_Activity_
Among the lines below, which ones contain the word "help"? Copy every such line.

_Dataset entries_
"""

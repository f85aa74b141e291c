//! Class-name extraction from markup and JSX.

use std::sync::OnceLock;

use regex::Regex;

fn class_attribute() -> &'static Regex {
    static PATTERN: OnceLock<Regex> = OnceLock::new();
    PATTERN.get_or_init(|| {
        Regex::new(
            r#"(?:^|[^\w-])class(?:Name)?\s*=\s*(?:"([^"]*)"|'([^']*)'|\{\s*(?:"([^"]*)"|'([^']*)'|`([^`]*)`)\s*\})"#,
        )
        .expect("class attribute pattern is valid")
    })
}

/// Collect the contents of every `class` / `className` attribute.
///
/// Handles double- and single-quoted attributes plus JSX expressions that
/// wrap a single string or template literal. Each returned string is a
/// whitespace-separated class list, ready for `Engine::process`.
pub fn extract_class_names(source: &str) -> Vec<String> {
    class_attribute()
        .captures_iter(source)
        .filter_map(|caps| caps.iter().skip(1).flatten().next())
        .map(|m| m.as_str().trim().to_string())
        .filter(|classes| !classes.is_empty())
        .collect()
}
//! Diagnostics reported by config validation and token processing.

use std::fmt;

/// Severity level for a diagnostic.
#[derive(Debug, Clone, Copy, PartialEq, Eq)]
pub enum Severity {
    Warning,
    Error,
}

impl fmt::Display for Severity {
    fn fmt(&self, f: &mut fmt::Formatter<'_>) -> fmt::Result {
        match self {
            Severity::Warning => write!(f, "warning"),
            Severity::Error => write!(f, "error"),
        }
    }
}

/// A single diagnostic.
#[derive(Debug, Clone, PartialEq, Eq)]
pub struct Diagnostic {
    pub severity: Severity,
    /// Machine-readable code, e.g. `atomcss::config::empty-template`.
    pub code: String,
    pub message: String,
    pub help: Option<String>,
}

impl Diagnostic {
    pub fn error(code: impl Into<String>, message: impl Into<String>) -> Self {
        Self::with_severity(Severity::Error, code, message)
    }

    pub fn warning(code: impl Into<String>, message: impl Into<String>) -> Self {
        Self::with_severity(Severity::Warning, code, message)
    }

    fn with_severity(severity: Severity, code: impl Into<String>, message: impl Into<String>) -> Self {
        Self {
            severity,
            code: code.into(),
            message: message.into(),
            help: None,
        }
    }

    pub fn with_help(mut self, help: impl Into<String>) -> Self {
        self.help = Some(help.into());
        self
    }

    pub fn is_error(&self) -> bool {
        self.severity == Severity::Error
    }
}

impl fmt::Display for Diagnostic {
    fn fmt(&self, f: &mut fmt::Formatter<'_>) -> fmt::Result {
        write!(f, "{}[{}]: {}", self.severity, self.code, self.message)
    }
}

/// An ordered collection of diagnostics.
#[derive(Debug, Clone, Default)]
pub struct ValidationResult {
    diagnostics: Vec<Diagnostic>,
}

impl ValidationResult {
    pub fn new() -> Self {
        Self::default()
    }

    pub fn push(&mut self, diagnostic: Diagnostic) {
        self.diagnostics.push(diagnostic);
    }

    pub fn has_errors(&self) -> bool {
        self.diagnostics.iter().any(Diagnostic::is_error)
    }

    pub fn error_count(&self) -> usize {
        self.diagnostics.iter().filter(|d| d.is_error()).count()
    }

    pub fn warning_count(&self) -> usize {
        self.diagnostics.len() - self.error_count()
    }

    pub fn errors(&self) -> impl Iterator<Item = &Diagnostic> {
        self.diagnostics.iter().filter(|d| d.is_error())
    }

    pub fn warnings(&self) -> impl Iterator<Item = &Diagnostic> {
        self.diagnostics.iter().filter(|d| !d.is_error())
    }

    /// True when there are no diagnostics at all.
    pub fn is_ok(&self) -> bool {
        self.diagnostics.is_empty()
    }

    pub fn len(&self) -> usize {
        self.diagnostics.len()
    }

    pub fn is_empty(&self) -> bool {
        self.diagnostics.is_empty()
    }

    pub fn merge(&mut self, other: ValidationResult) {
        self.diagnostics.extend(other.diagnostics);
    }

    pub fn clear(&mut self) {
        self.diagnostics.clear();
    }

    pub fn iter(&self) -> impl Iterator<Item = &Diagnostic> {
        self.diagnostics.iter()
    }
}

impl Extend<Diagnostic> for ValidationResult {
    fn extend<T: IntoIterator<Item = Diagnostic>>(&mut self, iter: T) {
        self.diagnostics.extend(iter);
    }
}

"""
"""

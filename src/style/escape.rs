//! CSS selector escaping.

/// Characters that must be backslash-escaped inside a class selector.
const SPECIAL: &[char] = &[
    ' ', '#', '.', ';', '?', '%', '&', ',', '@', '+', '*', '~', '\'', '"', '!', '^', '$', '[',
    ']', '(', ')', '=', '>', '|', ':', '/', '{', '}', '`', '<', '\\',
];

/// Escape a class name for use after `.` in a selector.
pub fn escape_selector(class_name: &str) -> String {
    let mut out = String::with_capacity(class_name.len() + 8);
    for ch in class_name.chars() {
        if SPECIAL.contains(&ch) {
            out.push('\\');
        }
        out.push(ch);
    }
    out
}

"""
"""

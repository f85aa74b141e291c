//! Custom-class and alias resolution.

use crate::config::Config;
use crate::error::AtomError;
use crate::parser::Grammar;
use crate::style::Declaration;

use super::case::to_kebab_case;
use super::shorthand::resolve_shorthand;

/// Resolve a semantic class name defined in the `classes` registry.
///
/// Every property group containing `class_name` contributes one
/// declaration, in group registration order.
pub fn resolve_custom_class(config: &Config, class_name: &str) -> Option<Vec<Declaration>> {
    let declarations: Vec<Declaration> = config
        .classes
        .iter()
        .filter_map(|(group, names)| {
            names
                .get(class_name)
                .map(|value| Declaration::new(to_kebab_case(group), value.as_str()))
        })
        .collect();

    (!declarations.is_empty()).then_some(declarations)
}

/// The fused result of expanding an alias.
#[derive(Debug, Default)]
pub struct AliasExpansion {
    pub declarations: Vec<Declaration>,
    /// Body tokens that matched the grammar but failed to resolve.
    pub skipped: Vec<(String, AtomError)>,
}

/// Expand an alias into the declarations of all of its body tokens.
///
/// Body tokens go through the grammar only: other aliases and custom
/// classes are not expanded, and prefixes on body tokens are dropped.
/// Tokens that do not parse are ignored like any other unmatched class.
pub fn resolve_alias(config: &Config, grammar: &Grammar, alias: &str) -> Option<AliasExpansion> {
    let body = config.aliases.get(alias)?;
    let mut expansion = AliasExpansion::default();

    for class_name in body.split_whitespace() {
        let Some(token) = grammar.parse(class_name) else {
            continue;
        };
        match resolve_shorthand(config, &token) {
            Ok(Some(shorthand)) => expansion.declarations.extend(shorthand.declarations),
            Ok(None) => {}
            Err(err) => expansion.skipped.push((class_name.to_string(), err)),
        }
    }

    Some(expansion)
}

"""

_Task response_
    pub help: Option<String>,
            help: None,
    pub fn with_help(mut self, help: impl Into<String>) -> Self {
        self.help = Some(help.into());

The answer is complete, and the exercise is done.